*** INPUT RECORDS ***

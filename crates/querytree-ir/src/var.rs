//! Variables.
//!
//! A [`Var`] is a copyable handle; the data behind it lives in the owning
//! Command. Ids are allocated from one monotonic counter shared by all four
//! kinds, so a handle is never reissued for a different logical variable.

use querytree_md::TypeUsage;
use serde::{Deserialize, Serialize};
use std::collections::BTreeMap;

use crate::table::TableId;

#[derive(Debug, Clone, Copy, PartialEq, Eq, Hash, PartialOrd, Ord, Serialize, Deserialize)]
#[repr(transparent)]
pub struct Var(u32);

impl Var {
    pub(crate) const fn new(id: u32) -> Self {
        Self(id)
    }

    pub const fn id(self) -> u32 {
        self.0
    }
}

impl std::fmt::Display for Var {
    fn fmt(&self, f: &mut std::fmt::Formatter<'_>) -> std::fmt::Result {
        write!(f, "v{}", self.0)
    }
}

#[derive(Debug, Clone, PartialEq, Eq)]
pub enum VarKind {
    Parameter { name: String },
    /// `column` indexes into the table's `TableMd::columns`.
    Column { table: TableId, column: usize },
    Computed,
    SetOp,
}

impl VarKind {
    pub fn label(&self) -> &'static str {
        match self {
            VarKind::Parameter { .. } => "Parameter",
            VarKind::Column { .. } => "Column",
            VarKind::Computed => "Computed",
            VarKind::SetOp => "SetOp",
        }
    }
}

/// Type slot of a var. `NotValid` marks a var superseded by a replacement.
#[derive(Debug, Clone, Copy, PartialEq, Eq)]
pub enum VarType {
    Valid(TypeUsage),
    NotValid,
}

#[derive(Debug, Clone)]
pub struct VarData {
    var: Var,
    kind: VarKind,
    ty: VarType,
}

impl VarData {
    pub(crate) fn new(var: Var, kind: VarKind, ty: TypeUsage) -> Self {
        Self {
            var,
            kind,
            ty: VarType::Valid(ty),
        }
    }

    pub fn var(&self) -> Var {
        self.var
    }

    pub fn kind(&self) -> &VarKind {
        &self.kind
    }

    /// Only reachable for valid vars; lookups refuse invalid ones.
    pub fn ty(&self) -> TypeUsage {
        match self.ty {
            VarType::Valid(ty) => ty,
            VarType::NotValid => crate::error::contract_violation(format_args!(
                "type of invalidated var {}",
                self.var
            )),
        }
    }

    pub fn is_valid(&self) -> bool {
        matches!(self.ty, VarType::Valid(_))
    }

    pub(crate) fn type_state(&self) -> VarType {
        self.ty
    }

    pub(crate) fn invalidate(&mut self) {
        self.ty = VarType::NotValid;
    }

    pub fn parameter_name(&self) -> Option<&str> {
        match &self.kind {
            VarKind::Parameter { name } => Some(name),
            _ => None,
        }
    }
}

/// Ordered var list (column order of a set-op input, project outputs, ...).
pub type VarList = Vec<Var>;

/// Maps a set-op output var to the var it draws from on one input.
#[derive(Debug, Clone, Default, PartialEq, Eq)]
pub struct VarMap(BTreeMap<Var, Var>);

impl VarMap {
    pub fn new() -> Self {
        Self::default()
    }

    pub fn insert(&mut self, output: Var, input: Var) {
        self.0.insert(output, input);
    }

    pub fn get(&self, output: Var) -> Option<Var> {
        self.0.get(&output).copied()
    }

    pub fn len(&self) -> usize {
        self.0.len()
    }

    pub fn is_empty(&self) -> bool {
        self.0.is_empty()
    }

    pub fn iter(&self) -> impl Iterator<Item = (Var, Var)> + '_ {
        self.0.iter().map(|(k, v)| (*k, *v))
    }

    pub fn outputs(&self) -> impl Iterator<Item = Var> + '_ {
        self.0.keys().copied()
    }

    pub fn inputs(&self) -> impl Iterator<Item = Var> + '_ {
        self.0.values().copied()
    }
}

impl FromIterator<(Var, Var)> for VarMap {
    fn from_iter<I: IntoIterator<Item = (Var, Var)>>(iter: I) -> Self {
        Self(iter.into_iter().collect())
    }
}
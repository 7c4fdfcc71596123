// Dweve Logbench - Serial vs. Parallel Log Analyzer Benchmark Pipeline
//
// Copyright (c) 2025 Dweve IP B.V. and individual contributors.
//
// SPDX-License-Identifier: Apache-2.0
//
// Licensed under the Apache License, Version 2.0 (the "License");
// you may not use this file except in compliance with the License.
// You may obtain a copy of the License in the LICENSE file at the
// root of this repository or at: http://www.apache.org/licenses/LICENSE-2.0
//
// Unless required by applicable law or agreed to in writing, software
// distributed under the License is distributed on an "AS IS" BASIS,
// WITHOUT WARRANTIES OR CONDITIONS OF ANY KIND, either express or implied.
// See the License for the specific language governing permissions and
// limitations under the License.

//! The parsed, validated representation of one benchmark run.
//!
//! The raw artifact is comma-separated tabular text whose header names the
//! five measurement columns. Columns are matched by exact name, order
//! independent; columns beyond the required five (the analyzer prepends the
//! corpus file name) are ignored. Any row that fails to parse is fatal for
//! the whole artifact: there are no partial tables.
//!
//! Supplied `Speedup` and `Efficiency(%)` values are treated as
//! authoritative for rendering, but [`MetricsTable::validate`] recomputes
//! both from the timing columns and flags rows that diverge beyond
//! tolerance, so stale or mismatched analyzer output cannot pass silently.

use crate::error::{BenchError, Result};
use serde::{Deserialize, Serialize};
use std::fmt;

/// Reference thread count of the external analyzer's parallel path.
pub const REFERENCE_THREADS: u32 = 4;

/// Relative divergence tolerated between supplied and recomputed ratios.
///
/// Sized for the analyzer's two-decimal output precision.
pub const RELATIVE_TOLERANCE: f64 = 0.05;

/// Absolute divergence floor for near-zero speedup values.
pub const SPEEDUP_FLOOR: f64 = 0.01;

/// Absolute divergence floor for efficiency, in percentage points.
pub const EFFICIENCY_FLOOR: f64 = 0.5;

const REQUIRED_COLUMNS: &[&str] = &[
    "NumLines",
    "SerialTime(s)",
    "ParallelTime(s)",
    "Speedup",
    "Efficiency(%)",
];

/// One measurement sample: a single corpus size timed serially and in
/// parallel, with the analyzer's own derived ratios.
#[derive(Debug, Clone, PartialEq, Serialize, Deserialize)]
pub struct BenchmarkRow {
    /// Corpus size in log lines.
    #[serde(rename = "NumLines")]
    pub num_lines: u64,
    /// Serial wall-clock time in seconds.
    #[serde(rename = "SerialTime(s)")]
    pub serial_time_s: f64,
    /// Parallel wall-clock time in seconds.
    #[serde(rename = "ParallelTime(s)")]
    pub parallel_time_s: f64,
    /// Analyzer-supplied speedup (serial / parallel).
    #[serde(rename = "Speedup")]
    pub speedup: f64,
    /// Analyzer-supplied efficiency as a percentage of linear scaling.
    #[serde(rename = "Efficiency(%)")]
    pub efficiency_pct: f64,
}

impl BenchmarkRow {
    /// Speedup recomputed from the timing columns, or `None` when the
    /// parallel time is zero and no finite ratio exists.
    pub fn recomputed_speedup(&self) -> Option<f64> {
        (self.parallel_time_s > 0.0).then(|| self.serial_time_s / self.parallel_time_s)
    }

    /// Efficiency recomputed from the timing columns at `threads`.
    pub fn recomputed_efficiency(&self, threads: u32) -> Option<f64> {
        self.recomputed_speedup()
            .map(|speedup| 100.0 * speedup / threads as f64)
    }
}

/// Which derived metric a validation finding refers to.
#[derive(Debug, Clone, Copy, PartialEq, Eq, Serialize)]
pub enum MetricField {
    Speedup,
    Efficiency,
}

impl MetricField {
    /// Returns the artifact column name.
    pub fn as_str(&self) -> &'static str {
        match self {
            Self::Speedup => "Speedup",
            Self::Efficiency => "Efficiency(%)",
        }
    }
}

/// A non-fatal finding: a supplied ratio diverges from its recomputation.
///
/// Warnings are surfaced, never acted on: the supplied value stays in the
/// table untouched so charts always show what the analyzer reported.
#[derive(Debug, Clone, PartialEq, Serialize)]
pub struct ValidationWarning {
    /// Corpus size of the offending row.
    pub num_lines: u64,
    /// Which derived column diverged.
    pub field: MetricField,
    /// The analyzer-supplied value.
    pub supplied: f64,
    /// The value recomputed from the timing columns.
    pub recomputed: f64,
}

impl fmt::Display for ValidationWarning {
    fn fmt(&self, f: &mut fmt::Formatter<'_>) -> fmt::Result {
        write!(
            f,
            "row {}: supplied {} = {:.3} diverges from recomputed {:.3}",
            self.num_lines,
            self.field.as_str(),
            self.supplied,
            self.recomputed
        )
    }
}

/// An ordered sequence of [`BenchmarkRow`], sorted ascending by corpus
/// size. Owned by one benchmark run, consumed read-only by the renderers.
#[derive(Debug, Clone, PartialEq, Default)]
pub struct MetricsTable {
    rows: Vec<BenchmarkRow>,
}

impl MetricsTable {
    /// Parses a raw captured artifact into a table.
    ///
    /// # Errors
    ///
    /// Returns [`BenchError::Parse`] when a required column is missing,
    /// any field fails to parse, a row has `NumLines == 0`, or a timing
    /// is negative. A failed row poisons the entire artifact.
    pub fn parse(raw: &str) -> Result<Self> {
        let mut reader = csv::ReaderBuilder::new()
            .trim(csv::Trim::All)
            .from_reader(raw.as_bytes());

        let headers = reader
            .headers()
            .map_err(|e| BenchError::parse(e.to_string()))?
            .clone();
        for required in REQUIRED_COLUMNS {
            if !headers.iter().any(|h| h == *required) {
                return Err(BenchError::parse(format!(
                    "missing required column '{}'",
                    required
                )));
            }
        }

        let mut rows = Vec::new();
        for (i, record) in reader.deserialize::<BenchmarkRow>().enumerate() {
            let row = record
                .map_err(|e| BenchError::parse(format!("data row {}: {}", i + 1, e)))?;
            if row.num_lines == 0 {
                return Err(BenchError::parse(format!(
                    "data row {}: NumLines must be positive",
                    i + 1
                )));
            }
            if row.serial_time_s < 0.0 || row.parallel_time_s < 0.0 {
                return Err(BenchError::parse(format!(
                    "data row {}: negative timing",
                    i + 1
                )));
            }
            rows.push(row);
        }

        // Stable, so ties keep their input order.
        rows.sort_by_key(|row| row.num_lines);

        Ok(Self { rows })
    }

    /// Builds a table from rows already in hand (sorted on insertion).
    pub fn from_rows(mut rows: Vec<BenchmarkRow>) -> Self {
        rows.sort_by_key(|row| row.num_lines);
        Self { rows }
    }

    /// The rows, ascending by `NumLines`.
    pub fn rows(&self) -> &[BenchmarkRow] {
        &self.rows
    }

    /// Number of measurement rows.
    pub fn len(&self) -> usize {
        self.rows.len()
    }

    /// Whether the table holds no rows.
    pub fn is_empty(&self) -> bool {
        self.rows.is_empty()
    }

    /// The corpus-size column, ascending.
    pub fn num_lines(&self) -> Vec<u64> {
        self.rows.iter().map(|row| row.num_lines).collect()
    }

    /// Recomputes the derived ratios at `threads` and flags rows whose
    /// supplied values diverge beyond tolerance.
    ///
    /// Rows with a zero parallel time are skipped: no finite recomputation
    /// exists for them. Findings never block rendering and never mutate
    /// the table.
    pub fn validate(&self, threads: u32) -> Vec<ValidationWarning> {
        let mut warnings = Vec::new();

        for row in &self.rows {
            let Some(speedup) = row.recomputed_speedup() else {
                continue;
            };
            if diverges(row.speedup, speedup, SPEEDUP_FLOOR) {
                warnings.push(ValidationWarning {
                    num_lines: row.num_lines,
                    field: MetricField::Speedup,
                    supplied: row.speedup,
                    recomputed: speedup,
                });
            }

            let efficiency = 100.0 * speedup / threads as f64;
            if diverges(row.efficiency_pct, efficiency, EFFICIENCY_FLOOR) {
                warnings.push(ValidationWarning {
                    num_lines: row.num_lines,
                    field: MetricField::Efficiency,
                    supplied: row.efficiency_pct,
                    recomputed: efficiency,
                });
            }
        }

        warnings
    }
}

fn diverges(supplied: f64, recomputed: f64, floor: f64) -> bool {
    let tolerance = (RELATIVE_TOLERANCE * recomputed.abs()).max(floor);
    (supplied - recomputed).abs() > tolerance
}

*** End of INPUT RECORDS ***

§ **YOUR OBJECTIVE**: Take the lines above from the one containing "self.0.len()" to the one containing "that diverge beyond" and retype them exactly, both ends included, with nothing added.

§ **SOLUTION TO THE PROBLEM**:
        self.0.len()
    }

    pub fn is_empty(&self) -> bool {
        self.0.is_empty()
    }

    pub fn iter(&self) -> impl Iterator<Item = (Var, Var)> + '_ {
        self.0.iter().map(|(k, v)| (*k, *v))
    }

    pub fn outputs(&self) -> impl Iterator<Item = Var> + '_ {
        self.0.keys().copied()
    }

    pub fn inputs(&self) -> impl Iterator<Item = Var> + '_ {
        self.0.values().copied()
    }
}

impl FromIterator<(Var, Var)> for VarMap {
    fn from_iter<I: IntoIterator<Item = (Var, Var)>>(iter: I) -> Self {
        Self(iter.into_iter().collect())
    }
}
repository 7c4fdfcc71596123
// Dweve Logbench - Serial vs. Parallel Log Analyzer Benchmark Pipeline
//
// Copyright (c) 2025 Dweve IP B.V. and individual contributors.
//
// SPDX-License-Identifier: Apache-2.0
//
// Licensed under the Apache License, Version 2.0 (the "License");
// you may not use this file except in compliance with the License.
// You may obtain a copy of the License in the LICENSE file at the
// root of this repository or at: http://www.apache.org/licenses/LICENSE-2.0
//
// Unless required by applicable law or agreed to in writing, software
// distributed under the License is distributed on an "AS IS" BASIS,
// WITHOUT WARRANTIES OR CONDITIONS OF ANY KIND, either express or implied.
// See the License for the specific language governing permissions and
// limitations under the License.

//! The parsed, validated representation of one benchmark run.
//!
//! The raw artifact is comma-separated tabular text whose header names the
//! five measurement columns. Columns are matched by exact name, order
//! independent; columns beyond the required five (the analyzer prepends the
//! corpus file name) are ignored. Any row that fails to parse is fatal for
//! the whole artifact: there are no partial tables.
//!
//! Supplied `Speedup` and `Efficiency(%)` values are treated as
//! authoritative for rendering, but [`MetricsTable::validate`] recomputes
//! both from the timing columns and flags rows that diverge beyond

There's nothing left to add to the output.